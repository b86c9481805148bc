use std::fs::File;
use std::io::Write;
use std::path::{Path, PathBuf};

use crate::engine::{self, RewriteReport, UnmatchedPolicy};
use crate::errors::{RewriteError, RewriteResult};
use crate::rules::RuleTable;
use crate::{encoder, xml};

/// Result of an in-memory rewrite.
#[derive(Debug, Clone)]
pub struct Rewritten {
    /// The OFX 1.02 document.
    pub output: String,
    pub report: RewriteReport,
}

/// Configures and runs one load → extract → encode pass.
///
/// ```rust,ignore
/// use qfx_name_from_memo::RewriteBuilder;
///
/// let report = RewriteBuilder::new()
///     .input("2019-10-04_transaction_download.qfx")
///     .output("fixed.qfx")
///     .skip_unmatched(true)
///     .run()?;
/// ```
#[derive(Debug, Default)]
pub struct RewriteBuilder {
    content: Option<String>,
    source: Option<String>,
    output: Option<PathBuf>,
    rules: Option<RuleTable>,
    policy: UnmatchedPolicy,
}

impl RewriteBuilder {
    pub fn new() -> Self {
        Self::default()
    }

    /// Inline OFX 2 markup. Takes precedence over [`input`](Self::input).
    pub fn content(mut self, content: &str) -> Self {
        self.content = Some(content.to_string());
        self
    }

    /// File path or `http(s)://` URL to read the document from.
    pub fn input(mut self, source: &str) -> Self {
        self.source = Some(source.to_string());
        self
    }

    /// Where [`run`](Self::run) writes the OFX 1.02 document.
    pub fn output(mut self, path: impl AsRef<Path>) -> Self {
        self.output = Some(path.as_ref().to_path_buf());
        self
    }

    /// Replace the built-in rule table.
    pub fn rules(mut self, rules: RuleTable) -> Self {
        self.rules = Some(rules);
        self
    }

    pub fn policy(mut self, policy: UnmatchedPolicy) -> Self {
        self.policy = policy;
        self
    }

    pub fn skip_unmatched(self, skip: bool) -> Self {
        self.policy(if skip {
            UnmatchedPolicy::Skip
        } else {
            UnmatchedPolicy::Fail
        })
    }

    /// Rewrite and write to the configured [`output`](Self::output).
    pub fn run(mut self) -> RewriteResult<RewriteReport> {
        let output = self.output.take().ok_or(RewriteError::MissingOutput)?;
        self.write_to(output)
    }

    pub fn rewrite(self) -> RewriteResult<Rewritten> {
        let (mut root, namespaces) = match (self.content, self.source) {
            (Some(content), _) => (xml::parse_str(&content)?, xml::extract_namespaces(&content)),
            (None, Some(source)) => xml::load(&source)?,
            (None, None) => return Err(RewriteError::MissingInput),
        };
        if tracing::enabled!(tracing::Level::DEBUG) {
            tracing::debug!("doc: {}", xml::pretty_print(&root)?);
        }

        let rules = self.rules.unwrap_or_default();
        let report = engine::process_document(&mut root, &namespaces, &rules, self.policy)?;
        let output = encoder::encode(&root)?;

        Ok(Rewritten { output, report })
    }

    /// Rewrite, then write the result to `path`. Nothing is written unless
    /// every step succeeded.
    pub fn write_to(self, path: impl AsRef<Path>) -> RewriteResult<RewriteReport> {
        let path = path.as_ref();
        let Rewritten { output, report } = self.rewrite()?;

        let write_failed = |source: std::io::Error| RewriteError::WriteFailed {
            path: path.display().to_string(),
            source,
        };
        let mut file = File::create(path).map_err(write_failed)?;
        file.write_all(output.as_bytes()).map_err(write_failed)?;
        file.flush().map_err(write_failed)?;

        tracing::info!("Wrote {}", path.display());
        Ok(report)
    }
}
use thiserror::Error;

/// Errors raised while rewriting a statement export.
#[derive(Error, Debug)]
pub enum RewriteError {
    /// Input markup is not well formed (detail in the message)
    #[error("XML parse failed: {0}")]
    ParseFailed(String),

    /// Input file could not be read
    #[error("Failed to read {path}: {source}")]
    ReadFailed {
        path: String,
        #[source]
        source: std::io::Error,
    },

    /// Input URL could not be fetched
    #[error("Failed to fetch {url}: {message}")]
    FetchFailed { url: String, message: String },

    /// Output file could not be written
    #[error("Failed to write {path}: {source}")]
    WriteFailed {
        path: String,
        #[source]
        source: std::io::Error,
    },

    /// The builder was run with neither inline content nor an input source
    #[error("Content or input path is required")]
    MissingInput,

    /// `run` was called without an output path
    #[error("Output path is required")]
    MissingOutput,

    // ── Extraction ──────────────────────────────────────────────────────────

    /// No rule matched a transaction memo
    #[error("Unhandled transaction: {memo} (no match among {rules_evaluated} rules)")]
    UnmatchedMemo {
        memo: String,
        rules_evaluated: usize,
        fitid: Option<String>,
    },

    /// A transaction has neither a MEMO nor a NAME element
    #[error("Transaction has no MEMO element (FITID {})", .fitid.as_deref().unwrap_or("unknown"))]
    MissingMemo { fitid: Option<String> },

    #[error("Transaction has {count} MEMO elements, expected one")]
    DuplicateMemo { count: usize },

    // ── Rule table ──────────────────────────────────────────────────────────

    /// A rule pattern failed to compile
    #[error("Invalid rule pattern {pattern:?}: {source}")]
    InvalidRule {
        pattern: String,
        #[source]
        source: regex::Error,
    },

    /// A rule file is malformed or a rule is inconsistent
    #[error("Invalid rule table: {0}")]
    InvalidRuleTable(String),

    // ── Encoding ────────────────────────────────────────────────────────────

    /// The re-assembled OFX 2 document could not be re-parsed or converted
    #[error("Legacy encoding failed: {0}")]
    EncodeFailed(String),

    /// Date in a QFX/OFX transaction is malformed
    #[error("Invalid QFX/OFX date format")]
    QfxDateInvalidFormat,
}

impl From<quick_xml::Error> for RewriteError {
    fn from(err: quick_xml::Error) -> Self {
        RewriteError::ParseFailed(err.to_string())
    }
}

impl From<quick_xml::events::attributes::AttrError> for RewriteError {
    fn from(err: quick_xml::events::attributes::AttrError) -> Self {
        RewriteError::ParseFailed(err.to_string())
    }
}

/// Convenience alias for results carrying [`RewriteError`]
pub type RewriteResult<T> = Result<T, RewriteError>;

▬▬▬▬▬▬▬▬▬▬

Assignment - State how many lines of the records above hold the word "usize", adding nothing beyond the number.

Output for this exercise - 2